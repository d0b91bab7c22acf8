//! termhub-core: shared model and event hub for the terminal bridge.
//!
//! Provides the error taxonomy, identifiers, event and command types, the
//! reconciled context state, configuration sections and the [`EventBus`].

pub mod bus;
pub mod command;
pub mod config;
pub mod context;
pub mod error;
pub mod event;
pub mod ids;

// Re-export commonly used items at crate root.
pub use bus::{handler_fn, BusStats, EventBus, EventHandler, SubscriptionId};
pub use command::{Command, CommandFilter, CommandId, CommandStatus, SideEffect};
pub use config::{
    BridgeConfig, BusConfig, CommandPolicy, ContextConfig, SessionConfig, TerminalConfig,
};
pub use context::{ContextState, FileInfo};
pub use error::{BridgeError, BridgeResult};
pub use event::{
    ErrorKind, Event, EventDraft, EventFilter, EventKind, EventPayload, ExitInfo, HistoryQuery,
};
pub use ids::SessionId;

* [What the task requires] Restate the records above exactly.

* [Response box]
repository d0b91bab7c22acf8
//! termhub-core: shared model and event hub for the terminal bridge.
//!
//! Provides the error taxonomy, identifiers, event and command types, the
//! reconciled context state, configuration sections and the [`EventBus`].

pub mod bus;
pub mod command;
pub mod config;
pub mod context;
pub mod error;
pub mod event;
pub mod ids;

// Re-export commonly used items at crate root.
pub use bus::{handler_fn, BusStats, EventBus, EventHandler, SubscriptionId};
pub use command::{Command, CommandFilter, CommandId, CommandStatus, SideEffect};
pub use config::{
    BridgeConfig, BusConfig, CommandPolicy, ContextConfig, SessionConfig, TerminalConfig,
};
pub use context::{ContextState, FileInfo};
pub use error::{BridgeError, BridgeResult};
pub use event::{
    ErrorKind, Event, EventDraft, EventFilter, EventKind, EventPayload, ExitInfo, HistoryQuery,
};
pub use ids::SessionId;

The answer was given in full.